[What to do]
Below is a listing. Copy each line of it that holds the word "argv".

[Supplied information]
#[cfg(test)]
mod tests {
    use super::*;
    use std::fs;
    use tempfile::tempdir;

    fn parse(args: &[&str]) -> CliArgs {
        let mut argv = vec!["parquet-pager"];
        argv.extend_from_slice(args);
        CliArgs::try_parse_from(argv).unwrap()
    }

    #[test]
    fn test_batches_defaults() {
        let args = parse(&["batches"]);
        match args.command {
            Command::Batches {
                file,
                batch_size,
                by_row_group,
                max_batches,
                ..
            } => {
                assert_eq!(file, PathBuf::from(DEFAULT_INPUT));
                assert_eq!(batch_size, 20);
                assert!(!by_row_group);
                assert_eq!(max_batches, None);
            }
            other => panic!("unexpected command {:?}", other),
        }
    }

    #[test]
    fn test_batches_config() {
        let dir = tempdir().unwrap();
        let input = dir.path().join("in.parquet");
        fs::write(&input, b"x").unwrap();

        let args = parse(&[
            "-q",
            "batches",
            input.to_str().unwrap(),
            "-b",
            "5",
            "--by-row-group",
        ]);
        let RunConfig::Batches(config) = RunConfig::from_args(args).unwrap() else {
            panic!("expected batches config");
        };
        assert_eq!(config.options.batch_size, 5);
        assert_eq!(config.options.mode, StepMode::RowGroup);
        assert!(!config.show_progress);
    }

    #[test]
    fn test_zero_batch_size() {
        let args = parse(&["batches", "-b", "0"]);
        assert!(matches!(
            RunConfig::from_args(args),
            Err(ConfigError::InvalidBatchSize { size: 0 })
        ));
    }

    #[test]
    fn test_missing_input() {
        let dir = tempdir().unwrap();
        let missing = dir.path().join("nope.parquet");
        let args = parse(&["metadata", missing.to_str().unwrap()]);
        assert!(matches!(
            RunConfig::from_args(args),
            Err(ConfigError::InputNotFound { .. })
        ));
    }

    #[test]
    fn test_page_validation() {
        let args = parse(&["page", "--page-size", "0"]);
        assert!(matches!(
            RunConfig::from_args(args),
            Err(ConfigError::InvalidPageSize { size: 0, .. })
        ));

        let args = parse(&["page", "--page", "0"]);
        assert!(matches!(
            RunConfig::from_args(args),
            Err(ConfigError::InvalidPageNumber { page: 0 })
        ));
    }

    #[test]
    fn test_backend_value_enum() {
        let args = parse(&["page", "--backend", "duckdb"]);
        match args.command {
            Command::Page { backend, .. } => assert_eq!(backend, Backend::Duckdb),
            other => panic!("unexpected command {:?}", other),
        }
        assert!(CliArgs::try_parse_from(["parquet-pager", "page", "--backend", "sqlite"]).is_err());
    }

    #[test]
    fn test_generate_validation() {
        let args = parse(&["generate", "--rows", "0"]);
        assert!(matches!(
            RunConfig::from_args(args),
            Err(ConfigError::InvalidRowCount { rows: 0 })
        ));

        let args = parse(&["generate", "out.parquet", "--rows", "50", "--row-group-size", "7"]);
        let RunConfig::Generate(config) = RunConfig::from_args(args).unwrap() else {
            panic!("expected generate config");
        };
        assert_eq!(config.output, PathBuf::from("out.parquet"));
        assert_eq!(config.generate.rows, 50);
        assert_eq!(config.generate.row_group_size, 7);
    }

    #[cfg(feature = "duckdb")]
    #[test]
    fn test_query_config() {
        let dir = tempdir().unwrap();
        let input = dir.path().join("in.parquet");
        fs::write(&input, b"x").unwrap();
        let file = input.to_str().unwrap();

        let args = parse(&["query", file, "--sql", "SELECT * FROM data", "-p", "2"]);
        let RunConfig::Query(config) = RunConfig::from_args(args).unwrap() else {
            panic!("expected query config");
        };
        assert_eq!(config.page, 2);
        assert_eq!(config.page_size, crate::pager::DEFAULT_PAGE_SIZE);
        assert_eq!(config.csv, None);

        let args = parse(&["query", file, "--sql", "SELECT * FROM data", "--export-csv"]);
        let RunConfig::Query(config) = RunConfig::from_args(args).unwrap() else {
            panic!("expected query config");
        };
        assert_eq!(config.csv, Some(None));

        let target = dir.path().join("out.csv");
        let args = parse(&[
            "query",
            file,
            "--sql",
            "SELECT * FROM data",
            "--csv-output",
            target.to_str().unwrap(),
        ]);
        let RunConfig::Query(config) = RunConfig::from_args(args).unwrap() else {
            panic!("expected query config");
        };
        assert_eq!(config.csv, Some(Some(target)));
    }

    #[cfg(feature = "duckdb")]
    #[test]
    fn test_query_validation() {
        let dir = tempdir().unwrap();
        let input = dir.path().join("in.parquet");
        fs::write(&input, b"x").unwrap();
        let file = input.to_str().unwrap();

        let args = parse(&["query", file, "--sql", " "]);
        assert!(matches!(
            RunConfig::from_args(args),
            Err(ConfigError::EmptyQuery)
        ));

        let args = parse(&["query", file, "--sql", "SELECT * FROM data", "-n", "0"]);
        assert!(matches!(
            RunConfig::from_args(args),
            Err(ConfigError::InvalidPageSize { size: 0, .. })
        ));

        let args = parse(&[
            "query",
            file,
            "--sql",
            "SELECT * FROM data",
            "--csv-output",
            "/definitely/missing/dir/out.csv",
        ]);
        assert!(matches!(
            RunConfig::from_args(args),
            Err(ConfigError::InvalidOutputPath { .. })
        ));

        assert!(CliArgs::try_parse_from(["parquet-pager", "query", file]).is_err());
    }

    #[cfg(feature = "duckdb")]
    #[test]
    fn test_export_defaults_and_validation() {
        let args = parse(&["export-excel"]);
        let RunConfig::Export(config) = RunConfig::from_args(args).unwrap() else {
            panic!("expected export config");
        };
        assert_eq!(config.query, "SELECT 1 as a, 2 as b");
        assert_eq!(config.output, PathBuf::from("output.xlsx"));
        assert_eq!(config.driver, "xlsx");

        let args = parse(&["export-excel", "--query", "  "]);
        assert!(matches!(
            RunConfig::from_args(args),
            Err(ConfigError::EmptyQuery)
        ));

        let args = parse(&["export-excel", "-o", "/definitely/missing/dir/out.xlsx"]);
        assert!(matches!(
            RunConfig::from_args(args),
            Err(ConfigError::InvalidOutputPath { .. })
        ));
    }
}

[Solution to the problem]
        let mut argv = vec!["parquet-pager"];
        argv.extend_from_slice(args);
        CliArgs::try_parse_from(argv).unwrap()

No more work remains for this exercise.